> **Task brief**
Retype, word for word, every line of the records below starting at the one that contains "pub use discovery::resolve_youtube_feed_url;" and ending at the one that contains "chars.peek() == Some(&'\\')"; include both of those lines and nothing more.

> **Given information**
= Beginning of Section =
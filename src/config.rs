//! Configuration file parser for ~/.config/feedfold/config.toml.
//!
//! The config file is optional; a missing file yields `Config::default()`.
//! Unknown keys are accepted by serde, though we log a warning for each one
//! since they are usually typos. Data paths can be overridden per process
//! through `FEED_LOG_PATH`, `BOOKMARKS_LOG_PATH` and `FEED_CACHE_DIR`.
use serde::Deserialize;
use std::path::{Path, PathBuf};
use thiserror::Error;

pub const FEED_LOG_ENV: &str = "FEED_LOG_PATH";
pub const BOOKMARKS_LOG_ENV: &str = "BOOKMARKS_LOG_PATH";
pub const CACHE_DIR_ENV: &str = "FEED_CACHE_DIR";

const KNOWN_KEYS: [&str; 9] = [
    "feed_log_path",
    "bookmarks_log_path",
    "cache_dir",
    "feed_rate_per_second",
    "enrich_rate_per_second",
    "fetch_concurrency",
    "default_page_size",
    "enrich_bluesky",
    "bluesky_api_base",
];

// ============================================================================
// Error Types
// ============================================================================

#[derive(Debug, Error)]
pub enum ConfigError {
    #[error("Failed to read config file: {0}")]
    Io(#[from] std::io::Error),

    #[error("Invalid TOML in config file: {0}")]
    Parse(#[from] toml::de::Error),

    #[error("Config file too large: {0}")]
    TooLarge(String),
}

// ============================================================================
// Configuration Structs
// ============================================================================

/// Top-level configuration.
///
/// All fields use `#[serde(default)]` so any subset of keys can be specified.
/// Unset data paths are placed under the config directory by
/// [`Config::data_paths`].
#[derive(Debug, Clone, Deserialize)]
#[serde(default)]
pub struct Config {
    /// Subscription/folder/tag/viewed event log.
    pub feed_log_path: Option<PathBuf>,

    /// Bookmark event log.
    pub bookmarks_log_path: Option<PathBuf>,

    /// Directory holding the item cache snapshot.
    pub cache_dir: Option<PathBuf>,

    /// Feed fetches started per second during a refresh. 0 = unlimited.
    pub feed_rate_per_second: usize,

    /// Enrichment lookups per second. 0 = unlimited.
    pub enrich_rate_per_second: usize,

    /// Feeds fetched at the same time during a refresh.
    pub fetch_concurrency: usize,

    /// Page length when an item query does not give one.
    pub default_page_size: usize,

    /// Replace Bluesky post summaries with the AppView rendering.
    pub enrich_bluesky: bool,

    /// XRPC root of the Bluesky AppView.
    pub bluesky_api_base: String,
}

impl Default for Config {
    fn default() -> Self {
        Self {
            feed_log_path: None,
            bookmarks_log_path: None,
            cache_dir: None,
            feed_rate_per_second: 3,
            enrich_rate_per_second: 35,
            fetch_concurrency: 4,
            default_page_size: 30,
            enrich_bluesky: true,
            bluesky_api_base: "https://public.api.bsky.app/xrpc".to_string(),
        }
    }
}

/// Where the logs and the cache live.
#[derive(Debug, Clone, PartialEq, Eq)]
pub struct DataPaths {
    pub feed_log: PathBuf,
    pub bookmarks_log: PathBuf,
    pub cache_dir: PathBuf,
}

impl Config {
    /// Maximum config file size (1 MB).
    const MAX_FILE_SIZE: u64 = 1_048_576;

    /// Load configuration from a TOML file.
    ///
    /// - Missing file → `Ok(Config::default())`
    /// - Empty file → `Ok(Config::default())`
    /// - Invalid TOML → `Err(ConfigError::Parse)` with line number info
    /// - Unknown keys → accepted, logged as warning
    pub fn load(path: &Path) -> Result<Self, ConfigError> {
        match std::fs::metadata(path) {
            Ok(meta) if meta.len() > Self::MAX_FILE_SIZE => {
                return Err(ConfigError::TooLarge(format!(
                    "Config file is {} bytes (max {} bytes)",
                    meta.len(),
                    Self::MAX_FILE_SIZE
                )));
            }
            Err(e) if e.kind() == std::io::ErrorKind::NotFound => {
                tracing::debug!(path = %path.display(), "No config file found, using defaults");
                return Ok(Self::default());
            }
            Err(e) => return Err(ConfigError::Io(e)),
            Ok(_) => {}
        }

        let content = match std::fs::read_to_string(path) {
            Ok(c) => c,
            Err(e) if e.kind() == std::io::ErrorKind::NotFound => {
                tracing::debug!(path = %path.display(), "Config file disappeared, using defaults");
                return Ok(Self::default());
            }
            Err(e) => return Err(ConfigError::Io(e)),
        };

        if content.trim().is_empty() {
            tracing::debug!(path = %path.display(), "Config file is empty, using defaults");
            return Ok(Self::default());
        }

        if let Ok(raw) = content.parse::<toml::Table>() {
            for key in raw.keys() {
                if !KNOWN_KEYS.contains(&key.as_str()) {
                    tracing::warn!(key = %key, "Unknown key in config file, ignoring");
                }
            }
        }

        let config: Config = toml::from_str(&content)?;
        tracing::info!(
            path = %path.display(),
            concurrency = config.fetch_concurrency,
            "Loaded configuration"
        );
        Ok(config)
    }

    /// Apply the path overrides from the process environment.
    pub fn with_env_overrides(self) -> Self {
        self.with_overrides(|key| std::env::var(key).ok())
    }

    /// Apply path overrides from `lookup`. Empty values are ignored.
    pub fn with_overrides(mut self, lookup: impl Fn(&str) -> Option<String>) -> Self {
        let var = |key: &str| {
            lookup(key)
                .map(|v| v.trim().to_owned())
                .filter(|v| !v.is_empty())
                .map(PathBuf::from)
        };
        if let Some(path) = var(FEED_LOG_ENV) {
            self.feed_log_path = Some(path);
        }
        if let Some(path) = var(BOOKMARKS_LOG_ENV) {
            self.bookmarks_log_path = Some(path);
        }
        if let Some(path) = var(CACHE_DIR_ENV) {
            self.cache_dir = Some(path);
        }
        self
    }

    /// Resolve data paths, placing unset ones under `base_dir`.
    pub fn data_paths(&self, base_dir: &Path) -> DataPaths {
        DataPaths {
            feed_log: self
                .feed_log_path
                .clone()
                .unwrap_or_else(|| base_dir.join("feeds.jsonl")),
            bookmarks_log: self
                .bookmarks_log_path
                .clone()
                .unwrap_or_else(|| base_dir.join("bookmarks.jsonl")),
            cache_dir: self
                .cache_dir
                .clone()
                .unwrap_or_else(|| base_dir.join("cache")),
        }
    }
}

// ============================================================================
// Tests
// ============================================================================

#[cfg(test)]
mod tests {
    use super::*;
    use pretty_assertions::assert_eq;
    use tempfile::TempDir;

    fn write_config(content: &str) -> (TempDir, PathBuf) {
        let dir = tempfile::tempdir().unwrap();
        let path = dir.path().join("config.toml");
        std::fs::write(&path, content).unwrap();
        (dir, path)
    }

    #[test]
    fn test_default_config() {
        let config = Config::default();
        assert_eq!(config.feed_rate_per_second, 3);
        assert_eq!(config.enrich_rate_per_second, 35);
        assert_eq!(config.fetch_concurrency, 4);
        assert_eq!(config.default_page_size, 30);
        assert!(config.enrich_bluesky);
        assert_eq!(config.bluesky_api_base, "https://public.api.bsky.app/xrpc");
        assert!(config.feed_log_path.is_none());
    }

    #[test]
    fn test_missing_file_returns_default() {
        let dir = tempfile::tempdir().unwrap();
        let config = Config::load(&dir.path().join("absent.toml")).unwrap();
        assert_eq!(config.default_page_size, 30);
    }

    #[test]
    fn test_whitespace_only_file_returns_default() {
        let (_dir, path) = write_config("   \n  \n  ");
        let config = Config::load(&path).unwrap();
        assert_eq!(config.fetch_concurrency, 4);
    }

    #[test]
    fn test_partial_config_uses_defaults_for_missing() {
        let (_dir, path) = write_config("fetch_concurrency = 8\n");
        let config = Config::load(&path).unwrap();
        assert_eq!(config.fetch_concurrency, 8);
        assert_eq!(config.feed_rate_per_second, 3);
        assert!(config.enrich_bluesky);
    }

    #[test]
    fn test_full_config() {
        let (_dir, path) = write_config(
            r#"
feed_log_path = "/data/feeds.jsonl"
bookmarks_log_path = "/data/bookmarks.jsonl"
cache_dir = "/var/cache/feedfold"
feed_rate_per_second = 1
enrich_rate_per_second = 0
fetch_concurrency = 2
default_page_size = 50
enrich_bluesky = false
bluesky_api_base = "http://localhost:2584/xrpc"
"#,
        );
        let config = Config::load(&path).unwrap();
        assert_eq!(config.feed_log_path, Some(PathBuf::from("/data/feeds.jsonl")));
        assert_eq!(
            config.bookmarks_log_path,
            Some(PathBuf::from("/data/bookmarks.jsonl"))
        );
        assert_eq!(config.cache_dir, Some(PathBuf::from("/var/cache/feedfold")));
        assert_eq!(config.feed_rate_per_second, 1);
        assert_eq!(config.enrich_rate_per_second, 0);
        assert_eq!(config.fetch_concurrency, 2);
        assert_eq!(config.default_page_size, 50);
        assert!(!config.enrich_bluesky);
        assert_eq!(config.bluesky_api_base, "http://localhost:2584/xrpc");
    }

    #[test]
    fn test_invalid_toml_returns_error() {
        let (_dir, path) = write_config("this is not [valid toml");
        let err = Config::load(&path).unwrap_err();
        assert!(matches!(err, ConfigError::Parse(_)));
        assert!(err.to_string().contains("Invalid TOML"));
    }

    #[test]
    fn test_wrong_type_returns_error() {
        let (_dir, path) = write_config("fetch_concurrency = \"many\"\n");
        assert!(matches!(Config::load(&path), Err(ConfigError::Parse(_))));
    }

    #[test]
    fn test_unknown_keys_accepted() {
        let (_dir, path) = write_config("default_page_size = 10\ntheme = \"dark\"\n");
        let config = Config::load(&path).unwrap();
        assert_eq!(config.default_page_size, 10);
    }

    #[test]
    fn test_too_large_file_rejected() {
        let (_dir, path) = write_config(&"a".repeat(1_048_577));
        let err = Config::load(&path).unwrap_err();
        assert!(matches!(err, ConfigError::TooLarge(_)));
        assert!(err.to_string().contains("too large"));
    }

    #[test]
    fn test_data_paths_default_under_base() {
        let paths = Config::default().data_paths(Path::new("/home/u/.config/feedfold"));
        assert_eq!(
            paths,
            DataPaths {
                feed_log: PathBuf::from("/home/u/.config/feedfold/feeds.jsonl"),
                bookmarks_log: PathBuf::from("/home/u/.config/feedfold/bookmarks.jsonl"),
                cache_dir: PathBuf::from("/home/u/.config/feedfold/cache"),
            }
        );
    }

    #[test]
    fn test_env_overrides_win_over_file() {
        let config = Config {
            feed_log_path: Some(PathBuf::from("/from/file.jsonl")),
            ..Config::default()
        }
        .with_overrides(|key| match key {
            FEED_LOG_ENV => Some("/from/env.jsonl".into()),
            CACHE_DIR_ENV => Some("  ".into()),
            _ => None,
        });
        assert_eq!(config.feed_log_path, Some(PathBuf::from("/from/env.jsonl")));
        assert_eq!(config.cache_dir, None);
        assert_eq!(config.bookmarks_log_path, None);
    }
}
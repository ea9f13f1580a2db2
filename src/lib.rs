//! feedfold: feed subscriptions, folders, tags and bookmarks derived from
//! append-only event logs, with a refreshable item cache.
//!
//! - [`storage`] - event logs, item cache, bookmark store
//! - [`state`] - pure folds from events to current state
//! - [`query`] - item filtering, sorting and pagination
//! - [`feed`] - fetching, parsing, OPML, YouTube channel resolution
//! - [`content`] - link enrichment (Bluesky)
//! - [`app`] - the boundary operations
pub mod app;
pub mod config;
pub mod content;
pub mod feed;
pub mod query;
pub mod state;
pub mod storage;
pub mod util;

pub use app::{App, AppError, FeedStateView, ItemRequest, ItemsResponse, StatusResponse};
pub use config::{Config, DataPaths};
/// Raw item-query parameters as a caller supplies them.
///
/// Values are normalized leniently: anything unrecognized falls back to its
/// default instead of failing the request.
#[derive(Debug, Clone, Default)]
pub struct ItemRequest {
    /// Page length, `"all"`, or a number. Zero or negative means everything.
    pub limit: Option<String>,
    /// 1-based page number.
    pub page: Option<String>,
    pub view: Option<String>,
    pub include_viewed: bool,
    pub favorites_only: bool,
    pub sort: Option<String>,
    pub range: Option<String>,
    /// Folder path, or [`BOOKMARKS_FILTER`].
    pub folder: Option<String>,
}

#[derive(Debug, Clone, PartialEq, Eq)]
struct NormalizedRequest {
    query: ItemQuery,
    page: usize,
    folder: Option<String>,
    favorites_only: bool,
}

impl ItemRequest {
    fn normalize(&self, default_page_size: usize) -> NormalizedRequest {
        let limit = match self.limit.as_deref().map(str::trim) {
            None | Some("") => default_page_size as i64,
            Some(raw) if raw.eq_ignore_ascii_case("all") => 0,
            Some(raw) => raw.parse::<i64>().unwrap_or(default_page_size as i64),
        };
        let limit = usize::try_from(limit).ok().filter(|l| *l > 0);

        let page = self
            .page
            .as_deref()
            .and_then(|raw| raw.trim().parse::<i64>().ok())
            .unwrap_or(1)
            .max(1) as usize;

        let view = self
            .view
            .as_deref()
            .and_then(ViewFilter::parse)
            .unwrap_or(if self.include_viewed {
                ViewFilter::All
            } else {
                ViewFilter::Unviewed
            });

        let offset = limit.map_or(0, |l| (page - 1).saturating_mul(l));

        NormalizedRequest {
            query: ItemQuery {
                view,
                range: self
                    .range
                    .as_deref()
                    .and_then(TimeRange::parse)
                    .unwrap_or_default(),
                sort: self
                    .sort
                    .as_deref()
                    .and_then(SortKey::parse)
                    .unwrap_or_default(),
                offset,
                limit,
            },
            page,
            folder: self
                .folder
                .as_deref()
                .map(str::trim)
                .filter(|f| !f.is_empty())
                .map(str::to_owned),
            favorites_only: self.favorites_only,
        }
    }
}
//! Remote feed collaborators.
//!
//! - [`parser`] - feed-rs parsing and entry → cache item conversion
//! - [`fetcher`] - HTTP fetching with retry, and the rate-limited refresh pass
//! - [`opml`] - OPML subscription import/export
//! - [`discovery`] - YouTube channel page → channel feed resolution

pub mod discovery;
pub mod fetcher;
pub mod opml;
pub mod parser;

pub use discovery::resolve_youtube_feed_url;
pub use fetcher::{
    build_http_client, collect_items, refresh_all, FeedFetcher, FetchError, FetchResult,
    HttpFeedFetcher, RefreshOptions,
};
pub use opml::{export_opml, parse_opml, OpmlError, OpmlFeed};
pub use parser::{display_feed_title, FeedEntry, FetchedFeed};
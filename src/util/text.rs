use std::borrow::Cow;

/// Removes terminal control sequences and C0/DEL control characters.
///
/// Feed titles and summaries come from untrusted documents and end up printed
/// to a terminal, so ANSI CSI sequences (`ESC [ ... final`) and OSC sequences
/// (`ESC ] ... BEL|ST`) are dropped whole. Tabs and newlines survive.
///
/// Returns `Cow::Borrowed` when nothing had to be removed.
pub fn strip_control_chars(s: &str) -> Cow<'_, str> {
    let is_control = |c: char| {
        c == '\u{1b}' || c == '\u{7f}' || (c < ' ' && !matches!(c, '\t' | '\n' | '\r'))
    };
    if !s.chars().any(is_control) {
        return Cow::Borrowed(s);
    }

    let mut out = String::with_capacity(s.len());
    let mut chars = s.chars().peekable();
    while let Some(c) = chars.next() {
        if c != '\u{1b}' {
            if !is_control(c) {
                out.push(c);
            }
            continue;
        }
        match chars.peek() {
            Some('[') => {
                chars.next();
                // Parameters run until the final byte in @..~.
                for c in chars.by_ref() {
                    if ('@'..='~').contains(&c) {
                        break;
                    }
                }
            }
            Some(']') => {
                chars.next();
                while let Some(c) = chars.next() {
                    if c == '\u{07}' {
                        break;
                    }
                    if c == '\u{1b}' && chars.peek() == Some(&'\\') {
                        chars.next();
                        break;
                    }
                }
            }
            _ => {}
        }
    }
    Cow::Owned(out)
}

/// Single-line display text: controls stripped, whitespace runs collapsed,
/// ends trimmed.
pub fn clean_line(s: &str) -> String {
    strip_control_chars(s)
        .split_whitespace()
        .collect::<Vec<_>>()
        .join(" ")
}
use std::collections::VecDeque;
use std::time::Duration;

use tokio::sync::Mutex;
use tokio::time::Instant;

const WINDOW: Duration = Duration::from_secs(1);

/// Sliding-window limiter: at most `max_per_second` acquisitions in any
/// one-second window.
///
/// Uses tokio's clock so paused-time tests can drive it.
#[derive(Debug)]
pub struct RateLimiter {
    max_per_second: usize,
    recent: Mutex<VecDeque<Instant>>,
}

impl RateLimiter {
    /// A limit of zero disables limiting.
    pub fn new(max_per_second: usize) -> Self {
        Self {
            max_per_second,
            recent: Mutex::new(VecDeque::with_capacity(max_per_second)),
        }
    }

    /// Wait until a slot is free and take it.
    pub async fn acquire(&self) {
        if self.max_per_second == 0 {
            return;
        }
        loop {
            let wait = {
                let mut recent = self.recent.lock().await;
                let now = Instant::now();
                while recent.front().is_some_and(|t| now.duration_since(*t) >= WINDOW) {
                    recent.pop_front();
                }
                if recent.len() < self.max_per_second {
                    recent.push_back(now);
                    return;
                }
                match recent.front() {
                    Some(oldest) => WINDOW.saturating_sub(now.duration_since(*oldest)),
                    None => Duration::ZERO,
                }
            };
            // Never spin on a zero wait.
            let wait = wait.max(Duration::from_millis(1));
            tracing::trace!(wait_ms = wait.as_millis() as u64, "Rate limiter waiting");
            tokio::time::sleep(wait).await;
        }
    }
}

#[cfg(test)]
mod tests {
    use super::*;
    use std::sync::Arc;

    #[tokio::test(start_paused = true)]
    async fn test_burst_within_limit_is_immediate() {
        let limiter = RateLimiter::new(3);
        let start = Instant::now();
        for _ in 0..3 {
            limiter.acquire().await;
        }
        assert_eq!(start.elapsed(), Duration::ZERO);
    }

    #[tokio::test(start_paused = true)]
    async fn test_excess_waits_for_window() {
        let limiter = RateLimiter::new(3);
        let start = Instant::now();
        for _ in 0..7 {
            limiter.acquire().await;
        }
        // Slots 4-6 open after one second, slot 7 after two.
        assert!(start.elapsed() >= Duration::from_secs(2));
        assert!(start.elapsed() < Duration::from_millis(2100));
    }

    #[tokio::test(start_paused = true)]
    async fn test_concurrent_callers_share_limit() {
        let limiter = Arc::new(RateLimiter::new(2));
        let start = Instant::now();
        let tasks: Vec<_> = (0..4)
            .map(|_| {
                let limiter = limiter.clone();
                tokio::spawn(async move { limiter.acquire().await })
            })
            .collect();
        for task in tasks {
            task.await.unwrap();
        }
        assert!(start.elapsed() >= Duration::from_secs(1));
    }

    #[tokio::test(start_paused = true)]
    async fn test_zero_disables_limit() {
        let limiter = RateLimiter::new(0);
        let start = Instant::now();
        for _ in 0..100 {
            limiter.acquire().await;
        }
        assert_eq!(start.elapsed(), Duration::ZERO);
    }
}
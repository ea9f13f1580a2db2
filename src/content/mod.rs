//! Third-party enrichment of fetched entries.
//!
//! An [`Enricher`] looks at an entry's link and, when it recognises the
//! target, returns richer metadata that replaces the entry's own summary.

mod bluesky;

use async_trait::async_trait;
use serde_json::Value;

pub use bluesky::{parse_post_link, render_summary, BlueskyEnricher, EnrichError};

/// Metadata recovered for one linked post.
#[derive(Debug, Clone, Default, PartialEq)]
pub struct EnrichedPost {
    /// HTML rendering used as the item summary.
    pub summary_html: String,
    pub like_count: Option<i64>,
    pub author_avatar: Option<String>,
    pub author_handle: Option<String>,
    /// Display name, falling back to the handle.
    pub author_display: Option<String>,
    /// The raw lookup response, kept on the item.
    pub raw: Value,
}

impl EnrichedPost {
    /// Name to use as the item title.
    pub fn author_title(&self) -> Option<&str> {
        self.author_display.as_deref().filter(|name| !name.is_empty())
    }
}

#[async_trait]
pub trait Enricher: Send + Sync {
    /// Look up `link`. Any failure, or a link this enricher does not handle,
    /// yields `None`.
    async fn fetch_summary(&self, link: &str) -> Option<EnrichedPost>;
}
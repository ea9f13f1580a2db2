//! State derivation engine.
//!
//! Every function here is a pure fold over a slice of log events. Nothing is
//! cached between calls: the current state is recomputed from the log for each
//! query.
mod feeds;
mod folders;

use std::collections::{BTreeMap, BTreeSet, HashSet};

pub use feeds::{derive_feeds, derive_tags, favorites, normalize_tag, viewed_ids, FAVORITE_TAG};
pub use folders::{
    derive_feed_folders, derive_folders, FolderMove, FolderPath, FolderTree, DEFAULT_FOLDER,
};

use crate::storage::Event;

/// Everything derivable from the subscription log in one pass over it.
#[derive(Debug, Clone, Default)]
pub struct FeedState {
    /// Present feeds in first-insertion order.
    pub feeds: Vec<String>,
    pub tree: FolderTree,
    /// Resolved memberships of every present feed. Never empty per feed.
    pub feed_folders: BTreeMap<String, BTreeSet<FolderPath>>,
    pub tags: BTreeMap<String, BTreeSet<String>>,
    pub viewed: HashSet<String>,
}

impl FeedState {
    pub fn derive(events: &[Event]) -> Self {
        let feeds = derive_feeds(events);
        let tree = derive_folders(events);

        let mut feed_folders = derive_feed_folders(events, &tree.moves, &tree.removed);
        feed_folders.retain(|url, _| feeds.contains(url));
        for url in &feeds {
            feed_folders
                .entry(url.clone())
                .or_insert_with(|| BTreeSet::from([FolderPath::Default]));
        }

        Self {
            feeds,
            feed_folders,
            tags: derive_tags(events),
            viewed: viewed_ids(events),
            tree,
        }
    }

    pub fn contains_feed(&self, url: &str) -> bool {
        self.feeds.iter().any(|f| f == url)
    }

    pub fn folders_of(&self, url: &str) -> Option<&BTreeSet<FolderPath>> {
        self.feed_folders.get(url)
    }

    /// Resolve a raw folder reference through every recorded move.
    pub fn resolve(&self, raw: &str) -> Option<FolderPath> {
        self.tree.resolve(raw)
    }

    /// All folders worth showing: the root, every created folder and every
    /// folder some feed belongs to.
    pub fn folder_list(&self) -> Vec<FolderPath> {
        let mut all: BTreeSet<FolderPath> = self.tree.folders.clone();
        all.insert(FolderPath::Default);
        all.extend(self.feed_folders.values().flatten().cloned());
        all.into_iter().collect()
    }

    /// True when `folder` is the root or appears in [`FeedState::folder_list`].
    pub fn folder_exists(&self, folder: &FolderPath) -> bool {
        folder.is_default()
            || self.tree.folders.contains(folder)
            || self.feed_folders.values().any(|set| set.contains(folder))
    }

    pub fn favorites(&self) -> Vec<String> {
        favorites(&self.tags)
    }

    /// Present feeds with a membership equal to or nested under `folder`.
    pub fn feeds_in_folder(&self, folder: &FolderPath) -> HashSet<String> {
        self.feed_folders
            .iter()
            .filter(|(_, set)| set.iter().any(|f| f.is_within(folder)))
            .map(|(url, _)| url.clone())
            .collect()
    }

    /// Tags of present feeds, non-empty, sorted.
    pub fn present_tags(&self) -> BTreeMap<String, Vec<String>> {
        self.tags
            .iter()
            .filter(|(url, set)| !set.is_empty() && self.contains_feed(url))
            .map(|(url, set)| (url.clone(), set.iter().cloned().collect()))
            .collect()
    }
}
= End of Section =
> **Exercise solution**
pub use discovery::resolve_youtube_feed_url;
pub use fetcher::{
    build_http_client, collect_items, refresh_all, FeedFetcher, FetchError, FetchResult,
    HttpFeedFetcher, RefreshOptions,
};
pub use opml::{export_opml, parse_opml, OpmlError, OpmlFeed};
pub use parser::{display_feed_title, FeedEntry, FetchedFeed};
filename src/util/text.rs
use std::borrow::Cow;

/// Removes terminal control sequences and C0/DEL control characters.
///
/// Feed titles and summaries come from untrusted documents and end up printed
/// to a terminal, so ANSI CSI sequences (`ESC [ ... final`) and OSC sequences
/// (`ESC ] ... BEL|ST`) are dropped whole. Tabs and newlines survive.
///
/// Returns `Cow::Borrowed` when nothing had to be removed.
pub fn strip_control_chars(s: &str) -> Cow<'_, str> {
    let is_control = |c: char| {
        c == '\u{1b}' || c == '\u{7f}' || (c < ' ' && !matches!(c, '\t' | '\n' | '\r'))
    };
    if !s.chars().any(is_control) {
        return Cow::Borrowed(s);
    }

    let mut out = String::with_capacity(s.len());
    let mut chars = s.chars().peekable();
    while let Some(c) = chars.next() {
        if c != '\u{1b}' {
            if !is_control(c) {
                out.push(c);
            }
            continue;
        }
        match chars.peek() {
            Some('[') => {
                chars.next();
                // Parameters run until the final byte in @..~.
                for c in chars.by_ref() {
                    if ('@'..='~').contains(&c) {
                        break;
                    }
                }
            }
            Some(']') => {
                chars.next();
                while let Some(c) = chars.next() {
                    if c == '\u{07}' {
                        break;
                    }
                    if c == '\u{1b}' && chars.peek() == Some(&'\\') {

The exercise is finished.